Effects artists also, of course, had to take note of scale. Says Green: “When you’re doing that for a small LEGO asset, it makes that asset feel huge, and we want it to look tiny. Everything needs to run a lot faster than you’re used to seeing it. So the drips have to almost drop away in a couple of frames.”
Inspired by traditional kung fu movies – and with Jackie Chan featured as one of the main characters – Animal Logic was faced with the challenge of inputting martial arts action into the minifigs.
“We’d watch the way Jackie Chan is in the middle of afight, has an idea, looks at an object, looks at an opponent, looks back at the object and then figures out how to use the object,” says Animation Director Matt Everitt. “And then we’d apply that to our scenes.”
The fights also saw the use of ‘brick blur’, something Animal Logic had done even on the first LEGO Movie. This is where instead of motion blur, animators would add in additional legal brick pieces to exaggerate a move or replicate what a ‘smear’ frame may have achieved.
“When you watch it on the run you get this beautiful fluid movement, but when you frame-by-frame it, each frame is individually hand-crafted,” states Everitt. “You can’t really bend the elbows of a minifig, say, but we can make the ‘feeling’ of a bent elbow when you watch it on the run. I like to think you could stop the movie at any point and you would find a treat in there.”
Animal Logic’s animators were also faced with the challenge of animating the Mechs, the robot warriors operated by the film’s heroes and villains. Although the Mechs engage in epic battle action, they also had to operate within the realm of this miniature world.
“When you pop out to a wide shot of a high angle looking down at them, you’re reminded, oh it’s actually a miniature, a toy,” says Everitt. “But when you’re down looking up at the Mechs, it’s like, oh we’re in Pacific Rim! So there’s this constant playing with the audience’s expectations of what they’re seeing on screen and reminding them that it is a toy, it’s not real.”
The big twist in LEGO Ninjago is the arrival of a cat into the world, playing into the idea that this is all occurring within a suburban backyard. It quickly becomes a menace to the film’s heroes, knocking over buildings and causing mayhem while remaining largely impenetrable.
Since ‘Meothra’ – as it became known –was intended to be a live-action house cat, Animal Logic did several tests with real cats against bluescreen. However, it soon proved difficult to make the animals perform as required. That led to a fully CG feline being crafted for the film.
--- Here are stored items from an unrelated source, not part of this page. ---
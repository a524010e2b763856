//! Process configuration from environment variables.
//!
//! | Variable          | Required | Default     |
//! |-------------------|----------|-------------|
//! | `PORT`            | yes      |             |
//! | `HOST`            | no       | `127.0.0.1` |
//! | `GLOBAL_RENDERER` | no       | none        |
//! | `RENDERERS`       | no       | none        |
//! | `MAX_FRAME_SIZE`  | no       | 64 MB       |
//! | `LOG`             | no       | `normal`    |
//!
//! `LOG` is one of `minimal`, `normal` or `verbose`; other values fall back
//! to `normal` with a warning.
//!
//! # Example
//!
//! ```
//! use std::collections::HashMap;
//! use render_worker::config::WorkerConfig;
//!
//! let env = HashMap::from([("PORT", "9000"), ("GLOBAL_RENDERER", "document")]);
//! let config = WorkerConfig::from_lookup(|key| env.get(key).map(|v| v.to_string())).unwrap();
//!
//! assert_eq!(config.port, 9000);
//! assert_eq!(config.global_renderer.as_deref(), Some("document"));
//! ```

use std::net::{IpAddr, Ipv4Addr, SocketAddr};
use std::str::FromStr;

use crate::error::{Result, WorkerError};
use crate::protocol::DEFAULT_MAX_FRAME_SIZE;

/// Verbosity selected by `LOG`; `RUST_LOG` overrides it when set.
#[derive(Debug, Clone, Copy, PartialEq, Eq, Default)]
pub enum LogMode {
    /// Warnings and errors only.
    Minimal,
    /// Lifecycle events, warnings and errors.
    #[default]
    Normal,
    /// Everything down to per-chunk tracing.
    Verbose,
}

impl LogMode {
    /// Default `tracing_subscriber::EnvFilter` directive for this mode.
    pub fn directive(self) -> &'static str {
        match self {
            LogMode::Minimal => "warn",
            LogMode::Normal => "info",
            LogMode::Verbose => "trace",
        }
    }
}

impl FromStr for LogMode {
    type Err = WorkerError;

    fn from_str(s: &str) -> Result<Self> {
        match s.trim().to_ascii_lowercase().as_str() {
            "minimal" => Ok(LogMode::Minimal),
            "normal" => Ok(LogMode::Normal),
            "verbose" => Ok(LogMode::Verbose),
            other => Err(WorkerError::Config(format!(
                "LOG must be one of minimal, normal, verbose (got {other:?})"
            ))),
        }
    }
}

/// Settings for the worker binary.
#[derive(Debug, Clone, PartialEq, Eq)]
pub struct WorkerConfig {
    /// Bind address.
    pub host: IpAddr,
    /// Listening port.
    pub port: u16,
    /// Renderer used when a request names none.
    pub global_renderer: Option<String>,
    /// Extra renderer names to declare.
    pub renderers: Vec<String>,
    /// Maximum frame body size.
    pub max_frame_size: u32,
    /// Log verbosity.
    pub log: LogMode,
    /// `LOG` value that was not recognised; `log` fell back to `Normal`.
    pub unrecognized_log: Option<String>,
}

impl WorkerConfig {
    /// Read configuration from the process environment.
    pub fn from_env() -> Result<Self> {
        Self::from_lookup(|key| std::env::var(key).ok())
    }

    /// Read configuration through `lookup` (environment or a test map).
    ///
    /// Empty values are treated as unset.
    pub fn from_lookup<F>(lookup: F) -> Result<Self>
    where
        F: Fn(&str) -> Option<String>,
    {
        let get = |key: &str| lookup(key).filter(|value| !value.trim().is_empty());

        let port = get("PORT")
            .ok_or_else(|| WorkerError::Config("PORT is not provided".to_string()))?;
        let port = parse(&port, "PORT")?;

        let host = match get("HOST") {
            Some(host) => parse(&host, "HOST")?,
            None => IpAddr::V4(Ipv4Addr::LOCALHOST),
        };

        let max_frame_size = match get("MAX_FRAME_SIZE") {
            Some(size) => parse(&size, "MAX_FRAME_SIZE")?,
            None => DEFAULT_MAX_FRAME_SIZE,
        };

        let (log, unrecognized_log) = match get("LOG") {
            Some(mode) => match mode.parse() {
                Ok(log) => (log, None),
                Err(_) => (LogMode::default(), Some(mode)),
            },
            None => (LogMode::default(), None),
        };

        let renderers = get("RENDERERS")
            .map(|names| {
                names
                    .split(',')
                    .map(str::trim)
                    .filter(|name| !name.is_empty())
                    .map(str::to_string)
                    .collect()
            })
            .unwrap_or_default();

        Ok(Self {
            host,
            port,
            global_renderer: get("GLOBAL_RENDERER").map(|name| name.trim().to_string()),
            renderers,
            max_frame_size,
            log,
            unrecognized_log,
        })
    }

    /// Address to bind the listener to.
    pub fn socket_addr(&self) -> SocketAddr {
        SocketAddr::new(self.host, self.port)
    }
}

fn parse<T>(value: &str, key: &str) -> Result<T>
where
    T: FromStr,
    T::Err: std::fmt::Display,
{
    value
        .trim()
        .parse()
        .map_err(|e| WorkerError::Config(format!("{key} is invalid ({value:?}): {e}")))
}
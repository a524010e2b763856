//! Turns a complete frame into the bytes written back to the host.
//!
//! Decoding order: envelope, hydration text, hydration value, renderer
//! resolution, render call. The first failure wins and becomes an
//! `ERROR:` reply.

use std::any::Any;
use std::panic::{self, AssertUnwindSafe};

use crate::codec::{HydrationCodec, JsonCodec};
use crate::error::{Result, WorkerError};
use crate::protocol::Frame;
use crate::renderer::{RenderCapability, RenderRequest, RendererRegistry};

/// Marker that starts every error reply.
pub const ERROR_PREFIX: &str = "ERROR:";

/// Outcome of one request, written to the connection exactly once.
#[derive(Debug)]
pub enum Reply {
    /// Renderer output, sent verbatim.
    Rendered(String),
    /// Any failure before or during rendering.
    Failed(WorkerError),
}

impl Reply {
    /// Whether this is an error reply.
    pub fn is_error(&self) -> bool {
        matches!(self, Reply::Failed(_))
    }

    /// Bytes to write to the connection.
    pub fn into_bytes(self) -> Vec<u8> {
        match self {
            Reply::Rendered(output) => output.into_bytes(),
            Reply::Failed(err) => format!("{ERROR_PREFIX}{err}").into_bytes(),
        }
    }
}

impl From<Result<String>> for Reply {
    fn from(result: Result<String>) -> Self {
        match result {
            Ok(output) => Reply::Rendered(output),
            Err(err) => Reply::Failed(err),
        }
    }
}

/// Decode a frame, resolve its renderer and render it.
pub fn respond(frame: &Frame, registry: &RendererRegistry) -> Result<String> {
    let envelope = JsonCodec::decode_envelope(frame.meta())?;
    tracing::Span::current().record("request_id", envelope.request_label().as_str());
    tracing::debug!(
        url = %envelope.url,
        renderer = envelope.request_renderer.as_deref().unwrap_or("<global>"),
        "Decoded envelope"
    );

    let hydration_data = HydrationCodec::text(frame.data())?;
    let json_data = HydrationCodec::decode(&hydration_data)?;

    let renderer = registry.resolve(envelope.request_renderer.as_deref())?;

    let request = RenderRequest {
        url: envelope.url,
        json_data,
        hydration_data,
    };
    invoke(renderer, &request)
}

/// Call the renderer, turning both errors and panics into `RenderInvocation`.
pub fn invoke(renderer: &dyn RenderCapability, request: &RenderRequest) -> Result<String> {
    match panic::catch_unwind(AssertUnwindSafe(|| renderer.render(request))) {
        Ok(Ok(output)) => Ok(output),
        Ok(Err(err)) => Err(WorkerError::RenderInvocation(err.to_string())),
        Err(payload) => Err(WorkerError::RenderInvocation(format!(
            "renderer panicked: {}",
            panic_message(payload.as_ref())
        ))),
    }
}

fn panic_message(payload: &(dyn Any + Send)) -> &str {
    if let Some(message) = payload.downcast_ref::<&str>() {
        message
    } else if let Some(message) = payload.downcast_ref::<String>() {
        message
    } else {
        "unknown panic payload"
    }
}

#[cfg(test)]
mod tests {
    use super::*;
    use crate::protocol::{build_frame, FrameAssembler};
    use crate::renderer::RenderError;
    use serde_json::json;
    use std::sync::{Arc, Mutex};

    const HOME_META: &[u8] = br#"{"requestId":"r1","url":"/home"}"#;
    const HOME_DATA: &[u8] = br#""\"{\\\"a\\\":1}\"""#;

    fn frame(meta: &[u8], data: &[u8]) -> Frame {
        FrameAssembler::new()
            .push(&build_frame(meta, data).unwrap())
            .unwrap()
            .unwrap()
    }

    #[test]
    fn test_home_scenario() {
        let seen = Arc::new(Mutex::new(None));
        let seen_by_renderer = Arc::clone(&seen);

        let mut registry = RendererRegistry::new();
        registry.register("home", move |req: &RenderRequest| {
            *seen_by_renderer.lock().unwrap() = Some(req.clone());
            Ok(format!("<html>{}</html>", req.url))
        });
        registry.set_global("home").unwrap();

        let reply = Reply::from(respond(&frame(HOME_META, HOME_DATA), &registry));

        assert_eq!(reply.into_bytes(), b"<html>/home</html>");
        let request = seen.lock().unwrap().take().unwrap();
        assert_eq!(request.json_data, json!({"a": 1}));
        assert_eq!(request.hydration_data.as_bytes(), HOME_DATA);
        assert_eq!(request.url, "/home");
    }

    #[test]
    fn test_renderer_error_becomes_error_reply() {
        let mut registry = RendererRegistry::new();
        registry.register("home", |_req: &RenderRequest| {
            Err(RenderError::new("template exploded"))
        });
        registry.set_global("home").unwrap();

        let reply = Reply::from(respond(&frame(HOME_META, HOME_DATA), &registry));

        assert!(reply.is_error());
        let text = String::from_utf8(reply.into_bytes()).unwrap();
        assert!(text.starts_with("ERROR:"));
        assert!(text.contains("template exploded"));
    }

    #[test]
    fn test_renderer_panic_is_caught() {
        let mut registry = RendererRegistry::new();
        registry.register("home", |_req: &RenderRequest| panic!("boom"));
        registry.set_global("home").unwrap();

        let err = respond(&frame(HOME_META, HOME_DATA), &registry).unwrap_err();

        assert!(matches!(err, WorkerError::RenderInvocation(ref msg) if msg.contains("boom")));
    }

    #[test]
    fn test_malformed_meta() {
        let mut registry = RendererRegistry::new();
        registry.register("home", |_req: &RenderRequest| Ok("unreachable".to_string()));
        registry.set_global("home").unwrap();

        for meta in [&b"not json"[..], &[0xFF, 0xFE][..], &b"[1,2]"[..]] {
            let err = respond(&frame(meta, HOME_DATA), &registry).unwrap_err();
            assert!(matches!(err, WorkerError::EnvelopeDecode(_)));
        }
    }

    #[test]
    fn test_bad_hydration() {
        let mut registry = RendererRegistry::new();
        registry.register("home", |_req: &RenderRequest| Ok("unreachable".to_string()));
        registry.set_global("home").unwrap();

        let err = respond(&frame(HOME_META, br#"{"a":1}"#), &registry).unwrap_err();
        assert!(matches!(err, WorkerError::HydrationDecode(_)));
    }

    #[test]
    fn test_unknown_requested_renderer() {
        let mut registry = RendererRegistry::new();
        registry.register("home", |_req: &RenderRequest| Ok("global".to_string()));
        registry.set_global("home").unwrap();

        let meta = br#"{"requestId":"r2","url":"/","requestRenderer":"missing"}"#;
        let err = respond(&frame(meta, HOME_DATA), &registry).unwrap_err();

        assert!(matches!(err, WorkerError::RendererNotFound(ref name) if name == "missing"));
    }

    #[test]
    fn test_empty_requested_renderer_uses_global() {
        let mut registry = RendererRegistry::new();
        registry.register("home", |_req: &RenderRequest| Ok("global".to_string()));
        registry.set_global("home").unwrap();

        let meta = br#"{"requestId":"r3","url":"/","requestRenderer":""}"#;
        assert_eq!(respond(&frame(meta, HOME_DATA), &registry).unwrap(), "global");
    }

    #[test]
    fn test_no_renderer_configured() {
        let registry = RendererRegistry::new();
        let err = respond(&frame(HOME_META, HOME_DATA), &registry).unwrap_err();
        assert!(matches!(err, WorkerError::NoRendererConfigured));
    }

    #[test]
    fn test_error_reply_format() {
        let reply = Reply::Failed(WorkerError::NoRendererConfigured);
        let text = String::from_utf8(reply.into_bytes()).unwrap();
        assert_eq!(
            text,
            format!("ERROR:{}", WorkerError::NoRendererConfigured)
        );
    }
}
Animal Logic drew upon previous creature work it had done, including onw furry animals, to build Meothra. In terms of anima- tion, the cat had to represent the movie’s monster, but at the same time not be malicious. “It’s just a cat doing cat stuff,” says Everitt. “We also recorded a couple of cats and I would manipulate a Mech like a bad guy with the cat. The cat would give it a sniff and knock it over and burrow around within the LEGO and explore within it, and so we used some of that as explicit reference in the film.
“We spent a bit of time on YouTube researching videos of cats, working out what makes it so appealing,” Everitt explains. “People just love watching cats doing silly stuff.”
And thanks to Animal Logic, that silly stuff is now immortalized in a LEGO film.